According to Praveen Dalal, Supreme Court committed number of mistakes in this regard. The first being removal of “Locus Standi” of “Victims or Affected Persons” to “Directly Approach” the Intermediary to get the objectionable contents removed. The Court has forced all the “Cyber Victims” to first go to the concerned Court and get a “Favourable Order”. If they are lucky enough to get the same after years of litigation, then they have to approach the Intermediary and only thereafter such objectionable contents can be removed. Even then it is up to the Intermediary to respect the order of the Court or to contest the same and go to appeal. You can understand the ordeal of the victim in these circumstances.

The second problem with this reading down approach of Supreme Court is that it would increase further load upon the Judiciary that is already overburdened and facing a mammoth backlog of cases, opines Praveen Dalal. Further, this reading down method of Supreme Court is also going contrary to the objectives of National Litigation Policy of India that intends to reduce litigations in India, informs Praveen Dalal.

Thirdly Supreme Court has unreasonably extended protection to Intermediaries like Google, Facebook, etc that are actively violating laws of India, informs Praveen Dalal. Social media websites and other Intermediaries must be made amenable to Indian laws rather than exempting them from the same. For instance, G-Mail must be blocked in India for both general and official purposes as it abets and encourages commission of cyber crimes in India. In fact, India government has already enforced a ban on private e-mail services for official communications. Foreign companies are taking advantage of conflict of laws in cyberspace and this is causing problems for Indian government. The present decision of Indian Supreme Court would further increase these problems, opines Praveen Dalal.

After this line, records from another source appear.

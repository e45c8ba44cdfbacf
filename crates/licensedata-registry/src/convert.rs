//! License and exception conversion from SPDX RDF/XML nodes.

use std::sync::LazyLock;

use licensedata_core::{CrossRef, ExceptionDetails, LicenseDetails};
use tracing::warn;

use crate::error::{ConvertError, EntryKind};
use crate::extract::Fields;
use crate::names::QualifiedName;
use crate::namespaces::Namespaces;
use crate::xml::{Document, Element};

/// Registry keys, resolved once and shared by every conversion.
pub struct SpdxKeys {
    pub about: QualifiedName,
    pub listed_license: QualifiedName,
    pub listed_license_exception: QualifiedName,

    pub license_id: QualifiedName,
    pub license_exception_id: QualifiedName,
    pub name: QualifiedName,
    pub comment: QualifiedName,
    pub see_also: QualifiedName,
    pub is_deprecated_license_id: QualifiedName,

    pub license_text: QualifiedName,
    pub license_text_html: QualifiedName,
    pub standard_license_template: QualifiedName,
    pub standard_license_header: QualifiedName,
    pub standard_license_header_html: QualifiedName,
    pub standard_license_header_template: QualifiedName,
    pub is_osi_approved: QualifiedName,
    pub is_fsf_libre: QualifiedName,

    pub license_exception_text: QualifiedName,
    pub exception_text_html: QualifiedName,
    pub license_exception_template: QualifiedName,

    pub cross_ref: QualifiedName,
    pub cross_ref_node: QualifiedName,
    pub order: QualifiedName,
    pub matches: QualifiedName,
    pub url: QualifiedName,
    pub is_valid: QualifiedName,
    pub is_live: QualifiedName,
    pub is_way_back_link: QualifiedName,
    pub timestamp: QualifiedName,
}

static KEYS: LazyLock<SpdxKeys> = LazyLock::new(|| SpdxKeys {
    about: QualifiedName::rdf("about"),
    listed_license: QualifiedName::spdx("ListedLicense"),
    listed_license_exception: QualifiedName::spdx("ListedLicenseException"),

    license_id: QualifiedName::spdx("licenseId"),
    license_exception_id: QualifiedName::spdx("licenseExceptionId"),
    name: QualifiedName::spdx("name"),
    comment: QualifiedName::rdfs("comment"),
    see_also: QualifiedName::rdfs("seeAlso"),
    is_deprecated_license_id: QualifiedName::spdx("isDeprecatedLicenseId"),

    license_text: QualifiedName::spdx("licenseText"),
    license_text_html: QualifiedName::spdx("licenseTextHtml"),
    standard_license_template: QualifiedName::spdx("standardLicenseTemplate"),
    standard_license_header: QualifiedName::spdx("standardLicenseHeader"),
    standard_license_header_html: QualifiedName::spdx("standardLicenseHeaderHtml"),
    standard_license_header_template: QualifiedName::spdx("standardLicenseHeaderTemplate"),
    is_osi_approved: QualifiedName::spdx("isOsiApproved"),
    is_fsf_libre: QualifiedName::spdx("isFsfLibre"),

    license_exception_text: QualifiedName::spdx("licenseExceptionText"),
    exception_text_html: QualifiedName::spdx("exceptionTextHtml"),
    license_exception_template: QualifiedName::spdx("licenseExceptionTemplate"),

    cross_ref: QualifiedName::spdx("crossRef"),
    cross_ref_node: QualifiedName::spdx("CrossRef"),
    order: QualifiedName::spdx("order"),
    matches: QualifiedName::spdx("match"),
    url: QualifiedName::spdx("url"),
    is_valid: QualifiedName::spdx("isValid"),
    is_live: QualifiedName::spdx("isLive"),
    is_way_back_link: QualifiedName::spdx("isWayBackLink"),
    timestamp: QualifiedName::spdx("timestamp"),
});

pub fn keys() -> &'static SpdxKeys {
    &KEYS
}

/// A single converted entry of either kind.
#[derive(Debug, Clone, PartialEq)]
pub enum ListedEntry {
    License(LicenseDetails),
    Exception(ExceptionDetails),
}

/// Candidate identifier taken from the final path segment of `rdf:about`.
pub fn candidate_id(node: &Element) -> Option<String> {
    let about = node.attribute(&keys().about)?;
    about
        .rsplit('/')
        .next()
        .filter(|id| !id.is_empty())
        .map(str::to_string)
}

/// Convert one `spdx:ListedLicense` node.
///
/// The node's own `spdx:licenseId` wins over `candidate_id`. Fails only when
/// neither yields a non-empty identifier.
pub fn convert_license(
    candidate_id: Option<&str>,
    node: &Element,
    namespaces: &Namespaces,
) -> Result<LicenseDetails, ConvertError> {
    let k = keys();
    let fields = Fields::new(node, namespaces);
    let license_id = resolve_id(&fields, &k.license_id, candidate_id).ok_or_else(|| {
        ConvertError::MissingIdentifier {
            kind: EntryKind::License,
            about: fields.attribute(&k.about).map(str::to_string),
        }
    })?;

    Ok(LicenseDetails {
        license_id,
        name: fields.string(&k.name),
        license_text: fields.string(&k.license_text),
        license_text_html: fields.string(&k.license_text_html),
        standard_license_template: fields.string(&k.standard_license_template),
        standard_license_header: fields.string(&k.standard_license_header),
        standard_license_header_html: fields.string(&k.standard_license_header_html),
        standard_license_header_template: fields.string(&k.standard_license_header_template),
        license_comments: fields.string(&k.comment),
        is_deprecated_license_id: fields.boolean(&k.is_deprecated_license_id, false),
        is_osi_approved: fields.boolean(&k.is_osi_approved, false),
        is_fsf_libre: fields.boolean(&k.is_fsf_libre, false),
        see_also: fields.strings(&k.see_also),
        cross_ref: cross_refs(&fields),
    })
}

/// Convert one `spdx:ListedLicenseException` node.
pub fn convert_exception(
    candidate_id: Option<&str>,
    node: &Element,
    namespaces: &Namespaces,
) -> Result<ExceptionDetails, ConvertError> {
    let k = keys();
    let fields = Fields::new(node, namespaces);
    let license_exception_id = resolve_id(&fields, &k.license_exception_id, candidate_id)
        .ok_or_else(|| ConvertError::MissingIdentifier {
            kind: EntryKind::Exception,
            about: fields.attribute(&k.about).map(str::to_string),
        })?;

    Ok(ExceptionDetails {
        license_exception_id,
        name: fields.string(&k.name),
        license_exception_text: fields.string(&k.license_exception_text),
        license_exception_text_html: fields.string(&k.exception_text_html),
        license_exception_template: fields.string(&k.license_exception_template),
        license_comments: fields.string(&k.comment),
        is_deprecated_license_id: fields.boolean(&k.is_deprecated_license_id, false),
        see_also: fields.strings(&k.see_also),
        cross_ref: cross_refs(&fields),
    })
}

/// Convert every `spdx:ListedLicense` directly under the root.
///
/// A node without any identifier aborts the whole batch.
pub fn listed_licenses(doc: &Document) -> Result<Vec<LicenseDetails>, ConvertError> {
    doc.root
        .children(&keys().listed_license)
        .iter()
        .map(|node| convert_license(candidate_id(node).as_deref(), node, &doc.namespaces))
        .collect()
}

/// Convert every `spdx:ListedLicenseException` directly under the root.
pub fn listed_exceptions(doc: &Document) -> Result<Vec<ExceptionDetails>, ConvertError> {
    doc.root
        .children(&keys().listed_license_exception)
        .iter()
        .map(|node| convert_exception(candidate_id(node).as_deref(), node, &doc.namespaces))
        .collect()
}

/// Convert a single-entry document holding either a license or an exception.
///
/// Returns `Ok(None)` when the document holds neither.
pub fn convert_document(
    doc: &Document,
    candidate_id: &str,
) -> Result<Option<ListedEntry>, ConvertError> {
    let k = keys();
    let candidate = Some(candidate_id).filter(|id| !id.is_empty());

    let license = std::iter::once(&doc.root)
        .filter(|root| root.name == k.listed_license)
        .chain(doc.root.children(&k.listed_license))
        .next();
    if let Some(node) = license {
        return convert_license(candidate, node, &doc.namespaces)
            .map(|details| Some(ListedEntry::License(details)));
    }

    let exception = std::iter::once(&doc.root)
        .filter(|root| root.name == k.listed_license_exception)
        .chain(doc.root.children(&k.listed_license_exception))
        .next();
    if let Some(node) = exception {
        return convert_exception(candidate, node, &doc.namespaces)
            .map(|details| Some(ListedEntry::Exception(details)));
    }

    Ok(None)
}

fn resolve_id(fields: &Fields<'_>, key: &QualifiedName, candidate: Option<&str>) -> Option<String> {
    fields
        .string(key)
        .filter(|id| !id.is_empty())
        .or_else(|| candidate.map(str::trim).filter(|id| !id.is_empty()).map(str::to_string))
}

fn cross_refs(fields: &Fields<'_>) -> Vec<CrossRef> {
    let k = keys();
    fields.node().shape(&k.cross_ref).filter_map(|wrapper| {
        let Some(node) = wrapper.children(&k.cross_ref_node).first() else {
            warn!("crossRef without a CrossRef node, skipping");
            return None;
        };
        let cross = Fields::new(node, fields.namespaces());
        Some(CrossRef {
            order: cross.integer(&k.order, 0),
            matches: cross.boolean(&k.matches, false).to_string(),
            url: cross.string(&k.url).unwrap_or_default(),
            is_valid: cross.boolean(&k.is_valid, false),
            is_live: cross.boolean(&k.is_live, false),
            is_way_back_link: cross.boolean(&k.is_way_back_link, false),
            timestamp: cross.string(&k.timestamp),
        })
    })
}
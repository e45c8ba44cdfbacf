//! Sync layer: registry fetching, refresh orchestration and generation.

/// Progress messages: `info` when verbose, `debug` otherwise.
macro_rules! progress {
    ($verbose:expr, $($arg:tt)+) => {
        if $verbose {
            ::tracing::info!($($arg)+)
        } else {
            ::tracing::debug!($($arg)+)
        }
    };
}

pub mod details;
pub mod fetch;
pub mod generate;
pub mod options;
pub mod refresh;

#[cfg(test)]
mod testing;

pub use fetch::{ContentFetcher, FailurePolicy, FetchDiagnostic, HttpFetcher, fetch_with_policy};
pub use generate::{Generator, generate};
pub use options::{
    DEFAULT_UPDATE_FREQUENCY_HOURS, GenerateOptions, RegistrySource, SPDX_EXCEPTIONS_INDEX_URL,
    SPDX_LICENSES_INDEX_URL, SPDX_LICENSES_RDF_URL,
};
pub use refresh::{GeneratedLicenseData, Refresh, RefreshError, RefreshPhase};
pub mod collation;
pub mod options;
pub mod records;
pub mod shape;

pub use collation::{compare_ids, dedup_by_id, sort_by_id};
pub use options::OutputOptions;
pub use records::{
    CrossRef, Exception, ExceptionDetails, ExceptionsDocument, License, LicenseDetails,
    LicensesDocument, RegistryEntry,
};
pub use shape::Shape;
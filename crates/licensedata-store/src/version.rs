//! Version and release metadata stamped on both documents.

use chrono::{DateTime, SecondsFormat, Utc};
use serde::Serialize;
use sha2::{Digest, Sha256};

use crate::StoreError;

/// Hex characters kept from the digest.
pub const FINGERPRINT_LEN: usize = 8;

/// Short deterministic digest over both sorted entry lists.
///
/// The lists are serialized in order and joined with `#` before hashing, so
/// reordering entries or moving one between lists changes the result.
pub fn version_fingerprint<L: Serialize, E: Serialize>(
    licenses: &[L],
    exceptions: &[E],
) -> Result<String, StoreError> {
    let mut hasher = Sha256::new();
    hasher.update(serde_json::to_vec(licenses)?);
    hasher.update(b"#");
    hasher.update(serde_json::to_vec(exceptions)?);
    let mut digest = hex::encode(hasher.finalize());
    digest.truncate(FINGERPRINT_LEN);
    Ok(digest)
}

/// RFC 3339 UTC timestamp with millisecond precision, e.g. `2026-10-16T08:00:00.000Z`.
pub fn release_timestamp(at: DateTime<Utc>) -> String {
    at.to_rfc3339_opts(SecondsFormat::Millis, true)
}
//! Generation entry point: refresh stale documents, then read both back.

use std::path::Path;

use chrono::Utc;
use licensedata_store::{needs_update, read_document, staleness_threshold};
use tracing::debug;

use crate::fetch::{ContentFetcher, HttpFetcher};
use crate::options::GenerateOptions;
use crate::refresh::{GeneratedLicenseData, Refresh, RefreshError};

/// Generates license data through a [`ContentFetcher`].
pub struct Generator<F = HttpFetcher> {
    fetcher: F,
}

impl Generator<HttpFetcher> {
    pub fn new() -> Self {
        Self {
            fetcher: HttpFetcher::new(),
        }
    }
}

impl Default for Generator<HttpFetcher> {
    fn default() -> Self {
        Self::new()
    }
}

impl<F: ContentFetcher> Generator<F> {
    pub fn with_fetcher(fetcher: F) -> Self {
        Self { fetcher }
    }

    /// Create or update both documents and return their contents.
    ///
    /// A refresh runs when either file is missing, older than
    /// `update_frequency_hours`, or not valid JSON. Both files are then read
    /// back from disk.
    pub async fn generate(
        &self,
        licenses_path: &Path,
        exceptions_path: &Path,
        options: &GenerateOptions,
    ) -> Result<GeneratedLicenseData, RefreshError> {
        let threshold = staleness_threshold(Utc::now(), options.update_frequency_hours);
        if needs_update(licenses_path, threshold) || needs_update(exceptions_path, threshold) {
            Refresh::new(&self.fetcher, options)
                .run(licenses_path, exceptions_path)
                .await?;
            progress!(
                options.verbose,
                licenses = %licenses_path.display(),
                exceptions = %exceptions_path.display(),
                "updated license and exception files"
            );
        } else {
            debug!(%threshold, "license data is fresh, skipping refresh");
        }

        Ok(GeneratedLicenseData {
            licenses: read_document(licenses_path)
                .await
                .map_err(RefreshError::Read)?,
            exceptions: read_document(exceptions_path)
                .await
                .map_err(RefreshError::Read)?,
        })
    }
}

/// [`Generator::generate`] over HTTP.
pub async fn generate(
    licenses_path: &Path,
    exceptions_path: &Path,
    options: &GenerateOptions,
) -> Result<GeneratedLicenseData, RefreshError> {
    Generator::new()
        .generate(licenses_path, exceptions_path, options)
        .await
}
//! Storage layer: the two cached JSON documents on disk and the metadata stamped on them.

mod error;
pub use error::StoreError;

pub mod document;
pub mod staleness;
pub mod version;

pub use document::{read_document, sanitize_ascii, write_document};
pub use staleness::{needs_update, staleness_threshold};
pub use version::{FINGERPRINT_LEN, release_timestamp, version_fingerprint};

There are many more issues with the present reading down approach of Supreme Court that we would discuss if any review petition is filed or if the amendment exercise by Indian government is undertaken. The bottom line is that reading down of Section 79(3)(b) and Rule 3(4) by Supreme Court in the present manner is counter productive in long run and this situation must be redressed by Indian Government either through an Amendment or Validation Act, suggests Praveen Dalal.